Given the magnitude of simulated permafrost thickness, horizontal extent and duration, it seems likely that permafrost had a significant impact on subglacial water flow and processes at the ice-bed interface.

Because permafrost was at least a few tens of metres thick up to the LGM, water flow through unlithified sediments was probably blocked and channelized flow was absent. As the Green Bay Lobe approached its maximum extent, the combination of the available potential gradient, the probable hydraulic conductivity (ca. 10-6ms-1), and the thickness of the remaining unfrozen lithi-fied aquifer (ca. 100 m) was inadequate to convey all basal melt-water from thawed-bed areas upstream. Indeed, only by raising simulated hydraulic conductivity to close to that of gravel (10-3 m s-1) could all subglacial meltwater drain. The presence in Wisconsin of tunnel channels and large boulders in tunnel channel fans has been linked to release of subglacially stored water (e.g.

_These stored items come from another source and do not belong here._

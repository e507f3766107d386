//! Client SDK for the Make API.
//!
//! # Overview
//! `Make` is both a fluent search builder and the entry point for the flat
//! API calls (create, update, like, report, ...). Search hits come back as
//! `WrappedMake` values that classify their tags and can query for their
//! remixes, localized versions and original.
//!
//! ```no_run
//! use makeapi_core::{Make, MakeOptions};
//!
//! # fn main() -> Result<(), makeapi_core::MakeError> {
//! let mut make = Make::connect(MakeOptions::new("https://makeapi.example.org"))?;
//! let results = make.tags(["webmaker.org:featured"], false).limit(10).then()?;
//! for hit in &results.makes {
//!     println!("{} {:?}", hit.title, hit.raw_tags());
//! }
//! # Ok(())
//! # }
//! ```
//!
//! # Design
//! - The wire step is a `Transport` capability; `UreqTransport` is the
//!   default and tests script their own.
//! - A `Strategy` fixed at construction decides how requests are decorated
//!   and responses interpreted (server-side library vs. browser session).
//! - Request signing is delegated to a caller-supplied `RequestSigner`.

pub mod client;
pub mod config;
pub mod error;
pub mod http;
pub mod query;
pub mod signing;
pub mod strategy;
pub mod tags;
pub mod transport;
pub mod types;
pub mod wrap;

#[cfg(test)]
mod testing;

pub use client::{Make, SearchResults, API_PREFIX, DEFAULT_TAG_SUGGESTIONS};
pub use config::{BasicAuth, Credentials, MakeOptions};
pub use error::{MakeError, TransportError};
pub use http::{HttpMethod, HttpRequest, HttpResponse};
pub use query::{Execution, IdQuery, SortDirection, TermList};
pub use signing::{Artifacts, RequestSigner, SignedHeader};
pub use strategy::{Payload, Strategy};
pub use tags::TagKind;
pub use transport::{Transport, UreqTransport};
pub use types::{MakeData, RemixRange, TagCount, TagSuggestions};
pub use wrap::WrappedMake;
//! Verify requests and response handling against JSON test vectors stored in
//! `test-vectors/`.
//!
//! Each vector file describes inputs, the expected request, a simulated
//! response and the expected outcome. Bodies are compared as parsed JSON so
//! field ordering never causes false negatives.

use std::sync::{Arc, Mutex};

use makeapi_core::{
    HttpMethod, HttpRequest, HttpResponse, Make, MakeError, MakeOptions, Strategy, Transport,
    TransportError,
};
use serde_json::Value;

const BASE_URL: &str = "http://localhost:5000";

/// Answers every request with one canned response and keeps the request.
struct OneShot {
    response: HttpResponse,
    seen: Mutex<Option<HttpRequest>>,
}

impl Transport for OneShot {
    fn execute(&self, request: HttpRequest) -> Result<HttpResponse, TransportError> {
        *self.seen.lock().unwrap() = Some(request);
        Ok(self.response.clone())
    }
}

fn client_for(case: &Value) -> (Make, Arc<OneShot>) {
    let sim = &case["simulated_response"];
    let transport = Arc::new(OneShot {
        response: HttpResponse {
            status: sim["status"].as_u64().unwrap() as u16,
            headers: Vec::new(),
            body: sim["body"].as_str().unwrap().to_string(),
        },
        seen: Mutex::new(None),
    });
    let options = MakeOptions::new(BASE_URL).with_strategy(Strategy::Server);
    let make = Make::new(options, Arc::clone(&transport)).unwrap();
    (make, transport)
}

fn parse_method(s: &str) -> HttpMethod {
    match s {
        "GET" => HttpMethod::Get,
        "POST" => HttpMethod::Post,
        "PUT" => HttpMethod::Put,
        "DELETE" => HttpMethod::Delete,
        other => panic!("unknown method: {other}"),
    }
}

fn expected_url(expected_req: &Value) -> String {
    let path = expected_req["path"].as_str().unwrap();
    match expected_req["query"].as_str() {
        Some(query) if !query.is_empty() => format!("{BASE_URL}{path}?{query}"),
        _ => format!("{BASE_URL}{path}"),
    }
}

fn check_error(name: &str, err: MakeError, expected: &Value) {
    match expected["kind"].as_str().unwrap() {
        "Application" => match err {
            MakeError::Application(payload) => {
                assert_eq!(payload, expected["payload"], "{name}: error payload")
            }
            other => panic!("{name}: expected application error, got {other:?}"),
        },
        other => panic!("{name}: unknown expected error kind: {other}"),
    }
}

// ---------------------------------------------------------------------------
// Search
// ---------------------------------------------------------------------------

#[test]
fn search_test_vectors() {
    let raw = include_str!("../../test-vectors/search.json");
    let vectors: Value = serde_json::from_str(raw).unwrap();

    for case in vectors["cases"].as_array().unwrap() {
        let name = case["name"].as_str().unwrap();
        let (mut make, transport) = client_for(case);

        let result = make.find(&case["find"]).then();

        let req = transport.seen.lock().unwrap().take().unwrap();
        let expected_req = &case["expected_request"];
        assert_eq!(req.method, parse_method(expected_req["method"].as_str().unwrap()), "{name}: method");
        assert_eq!(req.url, expected_url(expected_req), "{name}: url");
        assert!(req.body.is_none(), "{name}: body should be None");
        assert!(make.query_string().is_empty(), "{name}: predicates cleared");

        if let Some(expected_error) = case.get("expected_error") {
            check_error(name, result.unwrap_err(), expected_error);
            continue;
        }
        let results = result.unwrap();
        let expected = &case["expected_result"];
        let ids: Vec<&str> = results.makes.iter().map(|m| m.id.as_str()).collect();
        let expected_ids: Vec<&str> = expected["ids"]
            .as_array()
            .unwrap()
            .iter()
            .map(|v| v.as_str().unwrap())
            .collect();
        assert_eq!(ids, expected_ids, "{name}: ids");
        assert_eq!(results.total, expected["total"].as_u64().unwrap(), "{name}: total");
    }
}

// ---------------------------------------------------------------------------
// One-shot calls
// ---------------------------------------------------------------------------

#[test]
fn call_test_vectors() {
    let raw = include_str!("../../test-vectors/calls.json");
    let vectors: Value = serde_json::from_str(raw).unwrap();

    for case in vectors["cases"].as_array().unwrap() {
        let name = case["name"].as_str().unwrap();
        let args = &case["args"];
        let id = args["id"].as_str().unwrap_or_default();
        let maker = args["maker"].as_str().unwrap_or_default();
        let (make, transport) = client_for(case);

        let result = match case["call"].as_str().unwrap() {
            "create" => make.create(&args["make"]),
            "update" => make.update(id, &args["make"]),
            "remove" => make.remove(id),
            "like" => make.like(id, maker),
            "unlike" => make.unlike(id, maker),
            "report" => make.report(id, maker),
            "cancelReport" => make.cancel_report(id, maker),
            other => panic!("{name}: unknown call {other}"),
        };

        let req = transport.seen.lock().unwrap().take().unwrap();
        let expected_req = &case["expected_request"];
        assert_eq!(req.method, parse_method(expected_req["method"].as_str().unwrap()), "{name}: method");
        assert_eq!(req.url, expected_url(expected_req), "{name}: url");
        let body: Value = req
            .body
            .as_deref()
            .map(|b| serde_json::from_str(b).unwrap())
            .unwrap_or(Value::Null);
        assert_eq!(body, expected_req["body"], "{name}: body");

        if let Some(expected_error) = case.get("expected_error") {
            check_error(name, result.unwrap_err(), expected_error);
            continue;
        }
        let made = result.unwrap();
        assert_eq!(made.id, case["expected_result"]["_id"].as_str().unwrap(), "{name}: id");
    }
}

Cutler et al., 2002). The model results support this linkage. The absence of such features in landsystems of the neighbouring Lake Michigan Lobe (Colgan et al., 2003) suggests that permafrost was less important there. This may have been due to the presence of proglacial lakes.

By locally preventing permafrost development, proglacial lakes had an impact on the basal heat balance, subglacial drainage and, consequently, lobe dynamics. Cutler et al. (2001) added a proglacial lake parameterization to the model and qualitatively matched geomorphological evidence of differences in ice extent, timing of ice advance, LGM ice-surface profile, and likely subglacial hydrological conditions between the Green Bay Lobe and its neighbouring lobes.

The foregoing discussion illustrates the value of time-dependent numerical models in the glacial geologist's toolkit. Models complement other investigative techniques, enabling researchers to test and quantify (perhaps with order-of-magnitude-scale uncertainty) the role of potentially important parameters in glacial environments.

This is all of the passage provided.